Young Sixers trio should have chance to work way out of low-minute group


It’s not out of the question to think three players 22 years old or younger will play meaningful on-court roles for the 2021-22 Sixers.

Judging by how head coach Doc Rivers has talked about Tyrese Maxey, Paul Reed and Isaiah Joe, he seems to think that trio will put the necessary effort in to push for minutes. 

“I tell you, (Maxey) and Paul Reed and Isaiah, along with our skill development (staff), if you watch them work — and listen, I’ve been coaching 20 years — this is the best group I’ve seen of what you would call the low-minute group,” Rivers said in April. “It’s the hardest-working low-minute group I’ve ever been around.

“They work every day; they play scrimmages; they play hard; they execute our stuff. And that is hard for a rookie. You’re not playing a lot. You don’t know if you’re going to play. And to show up every day and want to work on stuff that you probably won’t be able to do, man, it’s hard. And so I give them a lot of credit.”

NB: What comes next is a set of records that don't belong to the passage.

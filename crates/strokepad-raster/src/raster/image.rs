// SPDX-License-Identifier: PMPL-1.0-or-later
// Copyright (c) 2026 Jonathan D.A. Jewell (hyperpolymath) <jonathan.jewell@open.ac.uk>
//
// Raster image — 2D pixel addressing over an owned flat buffer, with an
// optional logical-shape override.

use std::marker::PhantomData;
use std::ops::{Index, IndexMut};

use strokepad_core::error::{Result, StrokepadError};
use strokepad_core::types::LogicalShape;

use super::buffer::{BufferAccessor, RamBuffer};
use super::intensity::Intensity;

/// A single-channel raster that exclusively owns its backing storage.
///
/// Pixel `(x, y)` lives at flat index `y * width + x`. The raster is
/// move-only with respect to its storage: `into_buffer` and
/// `into_inference_input` consume it, so storage can never be reached through
/// two rasters. `Clone` (where the backend allows it) is a deep copy.
///
/// Resampling operations never mutate their input; they allocate a fresh
/// raster with the same backend type.
#[derive(Debug, Clone)]
pub struct RasterImage<T: Intensity, B: BufferAccessor<T> = RamBuffer<T>> {
    data: B,
    shape: LogicalShape,
    _marker: PhantomData<T>,
}

impl<T: Intensity, B: BufferAccessor<T>> RasterImage<T, B> {
    // -- Construction ---------------------------------------------------------

    /// Allocate a `width` x `height` raster.
    ///
    /// The initial contents are whatever the backend's `init` leaves behind;
    /// call [`clear`](Self::clear) when zeroes are required.
    pub fn new(width: usize, height: usize) -> Result<Self> {
        if width == 0 || height == 0 || width.checked_mul(height).is_none() {
            return Err(StrokepadError::invalid_dimensions(width, height));
        }
        Ok(Self::from_buffer(B::init([width, height])))
    }

    /// Take ownership of existing storage. Dimensions come from its shape.
    pub fn from_buffer(data: B) -> Self {
        Self {
            data,
            shape: LogicalShape::NATIVE,
            _marker: PhantomData,
        }
    }

    // -- Shape ----------------------------------------------------------------

    /// Logical width: the override if one is set, else the storage's first
    /// shape dimension.
    pub fn width(&self) -> usize {
        self.shape.resolve(self.data.shape()).0
    }

    /// Logical height: the override if one is set, else the storage's second
    /// shape dimension.
    pub fn height(&self) -> usize {
        self.shape.resolve(self.data.shape()).1
    }

    pub fn dimensions(&self) -> (usize, usize) {
        self.shape.resolve(self.data.shape())
    }

    pub fn logical_shape(&self) -> LogicalShape {
        self.shape
    }

    /// Report `width` x `height` from now on without touching the storage.
    ///
    /// The new view must fit inside the storage.
    pub fn reshape(&mut self, width: usize, height: usize) -> Result<()> {
        if width == 0 || height == 0 {
            return Err(StrokepadError::invalid_dimensions(width, height));
        }
        let wanted = width
            .checked_mul(height)
            .ok_or(StrokepadError::invalid_dimensions(width, height))?;
        if wanted > self.data.len() {
            return Err(StrokepadError::ShapeMismatch {
                expected: self.data.len(),
                actual: wanted,
            });
        }
        self.shape = LogicalShape::overridden(width, height);
        Ok(())
    }

    /// Number of pixels in the logical view.
    pub fn len(&self) -> usize {
        let (width, height) = self.dimensions();
        width * height
    }

    pub fn is_empty(&self) -> bool {
        self.len() == 0
    }

    #[inline]
    fn offset(&self, x: usize, y: usize) -> usize {
        let (width, height) = self.dimensions();
        debug_assert!(
            x < width && y < height,
            "pixel ({x}, {y}) outside {width}x{height} raster"
        );
        y * width + x
    }

    // -- Unchecked access -----------------------------------------------------

    /// Read pixel `(x, y)`.
    ///
    /// Bounds are only asserted in debug builds. An out-of-range `x` silently
    /// aliases a pixel on another row in release builds; use [`get`](Self::get)
    /// when the coordinate is not known to be valid.
    #[inline]
    pub fn pixel(&self, x: usize, y: usize) -> T {
        *self.data.read(self.offset(x, y))
    }

    #[inline]
    pub fn pixel_mut(&mut self, x: usize, y: usize) -> &mut T {
        let idx = self.offset(x, y);
        self.data.write(idx)
    }

    /// Read flat storage element `idx`, bypassing the 2D mapping.
    #[inline]
    pub fn flat(&self, idx: usize) -> T {
        debug_assert!(idx < self.data.len(), "flat index {idx} out of range");
        *self.data.read(idx)
    }

    #[inline]
    pub fn flat_mut(&mut self, idx: usize) -> &mut T {
        debug_assert!(idx < self.data.len(), "flat index {idx} out of range");
        self.data.write(idx)
    }

    // -- Checked access -------------------------------------------------------

    /// Read pixel `(x, y)`, or `None` if it lies outside the logical view.
    pub fn get(&self, x: usize, y: usize) -> Option<T> {
        let (width, height) = self.dimensions();
        if x >= width || y >= height {
            return None;
        }
        Some(*self.data.read(y * width + x))
    }

    /// Mutable pixel `(x, y)`, or `None` if it lies outside the logical view.
    pub fn get_mut(&mut self, x: usize, y: usize) -> Option<&mut T> {
        let (width, height) = self.dimensions();
        if x >= width || y >= height {
            return None;
        }
        Some(self.data.write(y * width + x))
    }

    /// Like [`get`](Self::get) but reports the violation as an error.
    pub fn try_pixel(&self, x: usize, y: usize) -> Result<T> {
        self.get(x, y).ok_or_else(|| self.out_of_bounds(x, y))
    }

    /// Write pixel `(x, y)` after checking it lies inside the logical view.
    pub fn set(&mut self, x: usize, y: usize, value: T) -> Result<()> {
        let (width, height) = self.dimensions();
        if x >= width || y >= height {
            return Err(self.out_of_bounds(x, y));
        }
        *self.data.write(y * width + x) = value;
        Ok(())
    }

    fn out_of_bounds(&self, x: usize, y: usize) -> StrokepadError {
        let (width, height) = self.dimensions();
        StrokepadError::OutOfBounds {
            x,
            y,
            width,
            height,
        }
    }

    // -- Bulk -----------------------------------------------------------------

    /// Set every pixel of the logical view to zero.
    pub fn clear(&mut self) {
        self.fill(T::ZERO);
    }

    pub fn fill(&mut self, value: T) {
        for idx in 0..self.len() {
            *self.data.write(idx) = value;
        }
    }

    /// Pixels of the logical view in row-major order.
    pub fn pixels(&self) -> impl Iterator<Item = T> + '_ {
        (0..self.len()).map(move |idx| *self.data.read(idx))
    }

    /// Number of foreground (strictly positive) pixels.
    pub fn foreground_count(&self) -> usize {
        self.pixels().filter(|p| p.is_foreground()).count()
    }

    // -- Ownership ------------------------------------------------------------

    pub fn buffer(&self) -> &B {
        &self.data
    }

    /// Give up the storage. The raster no longer exists afterwards.
    pub fn into_buffer(self) -> B {
        self.data
    }
}

impl<T: Intensity> RasterImage<T, RamBuffer<T>> {
    /// Build a `width` x `height` raster from row-major pixel values.
    pub fn from_vec(width: usize, height: usize, data: Vec<T>) -> Result<Self> {
        if width == 0 || height == 0 {
            return Err(StrokepadError::invalid_dimensions(width, height));
        }
        Ok(Self::from_buffer(RamBuffer::from_vec([width, height], data)?))
    }
}

impl<T: Intensity, B: BufferAccessor<T>> Index<(usize, usize)> for RasterImage<T, B> {
    type Output = T;

    #[inline]
    fn index(&self, (x, y): (usize, usize)) -> &T {
        self.data.read(self.offset(x, y))
    }
}

impl<T: Intensity, B: BufferAccessor<T>> IndexMut<(usize, usize)> for RasterImage<T, B> {
    #[inline]
    fn index_mut(&mut self, (x, y): (usize, usize)) -> &mut T {
        let idx = self.offset(x, y);
        self.data.write(idx)
    }
}

/// Two rasters are equal when their logical views hold the same pixels.
impl<T: Intensity, B: BufferAccessor<T>, C: BufferAccessor<T>> PartialEq<RasterImage<T, C>>
    for RasterImage<T, B>
{
    fn eq(&self, other: &RasterImage<T, C>) -> bool {
        self.dimensions() == other.dimensions() && self.pixels().eq(other.pixels())
    }
}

Maxey, who won’t turn 21 until Nov. 4, is the closest to making a regular impact.

“Obviously Maxey wasn’t every day in the rotation, but we feel he has a really good chance to step into that rotation next year," Sixers president of basketball operations Daryl Morey said at his end-of-season press conference.

Throughout his rookie season, Maxey shined in high-stakes games and improved as a driver and defender.


The Kentucky product aimed to be attentive to the details of NBA defense and draw upon all the knowledge around him.

“I think just knowing personnel, for sure,” he said on June 2 of his defensive progress. “And also just knowing certain spots to be in. I’m still asking a lot of questions. I ask Danny Green, I ask George Hill, I ask (assistant coach Dan Burke) all the time to make sure. Where’s the right spots to be? When to tag, when not to tag and different things like that. So I’m still learning, and I’m trying to get one percent better at it every single day.”

Though Maxey said at his exit interview that he plans to work on every part of his game, outside shooting should be a focus. He displayed promise on occasion as a shooter in Year 1, rarely appearing to lack confidence, but wound up at 30.1 percent from three-point range after knocking down 3 of 4 in the Sixers’ regular-season finale. 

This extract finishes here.